%%
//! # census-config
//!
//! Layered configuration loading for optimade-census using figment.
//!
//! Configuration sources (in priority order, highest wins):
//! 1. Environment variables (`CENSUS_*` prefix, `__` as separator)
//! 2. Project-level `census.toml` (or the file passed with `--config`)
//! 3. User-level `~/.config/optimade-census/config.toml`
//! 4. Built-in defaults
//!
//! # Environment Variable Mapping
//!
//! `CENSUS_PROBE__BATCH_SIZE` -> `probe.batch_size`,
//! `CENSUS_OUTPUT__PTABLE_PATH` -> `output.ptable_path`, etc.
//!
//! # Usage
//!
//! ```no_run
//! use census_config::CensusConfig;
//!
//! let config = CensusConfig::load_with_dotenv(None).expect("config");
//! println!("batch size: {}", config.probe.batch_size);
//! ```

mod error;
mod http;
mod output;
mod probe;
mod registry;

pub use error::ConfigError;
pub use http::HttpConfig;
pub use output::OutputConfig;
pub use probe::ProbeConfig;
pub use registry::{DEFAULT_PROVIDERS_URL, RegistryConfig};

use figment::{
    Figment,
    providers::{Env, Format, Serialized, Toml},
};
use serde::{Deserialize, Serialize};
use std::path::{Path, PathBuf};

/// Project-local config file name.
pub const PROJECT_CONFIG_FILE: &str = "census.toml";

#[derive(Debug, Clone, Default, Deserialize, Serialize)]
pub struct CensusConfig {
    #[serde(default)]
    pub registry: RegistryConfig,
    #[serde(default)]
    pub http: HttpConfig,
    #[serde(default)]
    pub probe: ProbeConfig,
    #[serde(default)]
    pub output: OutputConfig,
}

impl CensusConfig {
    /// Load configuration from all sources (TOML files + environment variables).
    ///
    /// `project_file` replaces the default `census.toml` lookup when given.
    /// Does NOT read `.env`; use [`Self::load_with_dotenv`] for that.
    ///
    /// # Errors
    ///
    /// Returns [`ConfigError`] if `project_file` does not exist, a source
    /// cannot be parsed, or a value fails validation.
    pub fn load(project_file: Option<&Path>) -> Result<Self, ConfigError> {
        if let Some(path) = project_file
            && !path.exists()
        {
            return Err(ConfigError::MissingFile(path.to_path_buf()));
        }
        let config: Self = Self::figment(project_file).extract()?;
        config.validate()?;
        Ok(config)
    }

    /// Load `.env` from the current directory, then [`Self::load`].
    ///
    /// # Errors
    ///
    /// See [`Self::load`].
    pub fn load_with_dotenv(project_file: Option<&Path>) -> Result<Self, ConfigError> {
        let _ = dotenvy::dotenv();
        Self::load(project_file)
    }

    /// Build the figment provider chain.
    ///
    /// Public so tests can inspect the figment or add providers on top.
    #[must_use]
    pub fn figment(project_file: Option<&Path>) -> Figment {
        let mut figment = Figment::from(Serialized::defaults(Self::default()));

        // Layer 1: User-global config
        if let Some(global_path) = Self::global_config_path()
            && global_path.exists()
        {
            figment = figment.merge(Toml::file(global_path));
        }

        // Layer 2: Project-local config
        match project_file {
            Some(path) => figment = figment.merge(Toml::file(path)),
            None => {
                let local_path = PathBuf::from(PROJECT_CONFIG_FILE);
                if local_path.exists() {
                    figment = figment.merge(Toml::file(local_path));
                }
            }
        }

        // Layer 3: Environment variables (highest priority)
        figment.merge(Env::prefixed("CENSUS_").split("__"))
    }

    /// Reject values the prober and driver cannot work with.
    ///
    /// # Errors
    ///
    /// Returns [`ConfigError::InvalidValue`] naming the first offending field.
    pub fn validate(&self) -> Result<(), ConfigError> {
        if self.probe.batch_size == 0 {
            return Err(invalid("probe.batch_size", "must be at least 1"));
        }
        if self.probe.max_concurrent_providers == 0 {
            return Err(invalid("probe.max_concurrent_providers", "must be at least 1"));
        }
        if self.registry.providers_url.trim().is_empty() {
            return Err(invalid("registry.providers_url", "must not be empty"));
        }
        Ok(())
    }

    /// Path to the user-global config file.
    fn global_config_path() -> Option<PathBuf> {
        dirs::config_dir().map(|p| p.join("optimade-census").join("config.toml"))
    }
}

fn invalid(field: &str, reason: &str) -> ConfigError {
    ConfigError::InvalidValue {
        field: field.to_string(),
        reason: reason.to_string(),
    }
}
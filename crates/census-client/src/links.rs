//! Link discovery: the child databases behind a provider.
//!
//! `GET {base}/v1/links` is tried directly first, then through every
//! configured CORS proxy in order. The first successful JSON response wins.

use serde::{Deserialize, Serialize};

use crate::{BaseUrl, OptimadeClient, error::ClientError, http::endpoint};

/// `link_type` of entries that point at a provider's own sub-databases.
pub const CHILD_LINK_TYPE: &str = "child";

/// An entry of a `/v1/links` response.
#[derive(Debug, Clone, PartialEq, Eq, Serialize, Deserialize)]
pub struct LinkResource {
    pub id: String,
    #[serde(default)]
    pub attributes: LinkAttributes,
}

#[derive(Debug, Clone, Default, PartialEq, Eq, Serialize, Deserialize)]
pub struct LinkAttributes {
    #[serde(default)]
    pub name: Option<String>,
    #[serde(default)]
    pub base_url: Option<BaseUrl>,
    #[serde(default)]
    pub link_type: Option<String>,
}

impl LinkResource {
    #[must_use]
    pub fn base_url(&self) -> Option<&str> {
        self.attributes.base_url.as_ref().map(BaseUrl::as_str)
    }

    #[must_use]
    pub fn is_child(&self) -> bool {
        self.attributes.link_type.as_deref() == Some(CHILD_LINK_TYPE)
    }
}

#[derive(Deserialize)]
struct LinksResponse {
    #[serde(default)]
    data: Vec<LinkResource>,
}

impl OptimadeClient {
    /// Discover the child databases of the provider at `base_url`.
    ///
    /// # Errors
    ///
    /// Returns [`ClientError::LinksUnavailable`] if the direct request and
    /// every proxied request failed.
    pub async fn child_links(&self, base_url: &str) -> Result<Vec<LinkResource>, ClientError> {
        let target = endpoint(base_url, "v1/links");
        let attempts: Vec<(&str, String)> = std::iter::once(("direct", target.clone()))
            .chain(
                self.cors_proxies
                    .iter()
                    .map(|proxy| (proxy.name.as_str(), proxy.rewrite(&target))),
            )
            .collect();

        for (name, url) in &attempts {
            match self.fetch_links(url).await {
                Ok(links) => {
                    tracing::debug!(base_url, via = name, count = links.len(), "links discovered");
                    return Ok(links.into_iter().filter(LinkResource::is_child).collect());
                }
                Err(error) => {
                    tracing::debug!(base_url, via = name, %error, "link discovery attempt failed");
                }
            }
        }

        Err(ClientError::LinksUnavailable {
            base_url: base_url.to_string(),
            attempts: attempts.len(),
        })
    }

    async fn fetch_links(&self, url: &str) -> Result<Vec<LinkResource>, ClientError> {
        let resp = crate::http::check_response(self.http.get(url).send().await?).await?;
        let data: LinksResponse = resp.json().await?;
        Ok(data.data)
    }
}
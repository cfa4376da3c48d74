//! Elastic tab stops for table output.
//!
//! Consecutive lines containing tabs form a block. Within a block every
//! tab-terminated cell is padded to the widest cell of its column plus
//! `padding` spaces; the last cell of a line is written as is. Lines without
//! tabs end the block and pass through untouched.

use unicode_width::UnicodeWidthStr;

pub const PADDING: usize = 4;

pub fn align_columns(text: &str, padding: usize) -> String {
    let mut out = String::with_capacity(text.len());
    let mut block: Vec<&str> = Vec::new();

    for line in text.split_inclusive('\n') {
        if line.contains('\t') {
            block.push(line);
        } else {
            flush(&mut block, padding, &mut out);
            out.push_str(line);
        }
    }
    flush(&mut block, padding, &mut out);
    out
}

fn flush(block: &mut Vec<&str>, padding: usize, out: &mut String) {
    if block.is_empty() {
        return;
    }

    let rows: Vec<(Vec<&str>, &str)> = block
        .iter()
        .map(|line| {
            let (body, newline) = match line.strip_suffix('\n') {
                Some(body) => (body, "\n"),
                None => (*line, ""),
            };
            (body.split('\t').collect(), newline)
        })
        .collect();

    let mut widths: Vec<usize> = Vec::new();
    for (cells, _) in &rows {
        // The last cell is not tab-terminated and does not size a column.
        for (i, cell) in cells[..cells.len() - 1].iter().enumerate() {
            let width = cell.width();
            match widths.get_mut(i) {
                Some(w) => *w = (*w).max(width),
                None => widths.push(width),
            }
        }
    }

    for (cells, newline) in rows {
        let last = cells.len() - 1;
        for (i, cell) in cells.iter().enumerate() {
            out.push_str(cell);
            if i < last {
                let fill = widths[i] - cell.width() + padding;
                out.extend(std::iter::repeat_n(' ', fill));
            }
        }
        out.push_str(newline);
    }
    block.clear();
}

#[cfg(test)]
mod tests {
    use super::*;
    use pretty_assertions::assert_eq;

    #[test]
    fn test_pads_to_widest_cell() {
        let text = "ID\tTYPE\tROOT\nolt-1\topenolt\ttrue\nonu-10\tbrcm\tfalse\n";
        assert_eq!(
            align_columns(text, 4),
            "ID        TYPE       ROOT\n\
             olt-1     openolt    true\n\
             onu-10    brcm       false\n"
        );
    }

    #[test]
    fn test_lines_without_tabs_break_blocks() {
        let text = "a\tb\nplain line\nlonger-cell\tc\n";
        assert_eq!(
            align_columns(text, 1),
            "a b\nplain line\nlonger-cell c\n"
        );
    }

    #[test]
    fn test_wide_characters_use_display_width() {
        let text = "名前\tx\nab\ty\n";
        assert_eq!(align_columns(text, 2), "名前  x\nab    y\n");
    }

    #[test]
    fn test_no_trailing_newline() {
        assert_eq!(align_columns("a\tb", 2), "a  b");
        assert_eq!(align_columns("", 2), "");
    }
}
%%
In the lines above, find the word "terminated" and copy each line that contains it.

//! tab-terminated cell is padded to the widest cell of its column plus
        // The last cell is not tab-terminated and does not size a column.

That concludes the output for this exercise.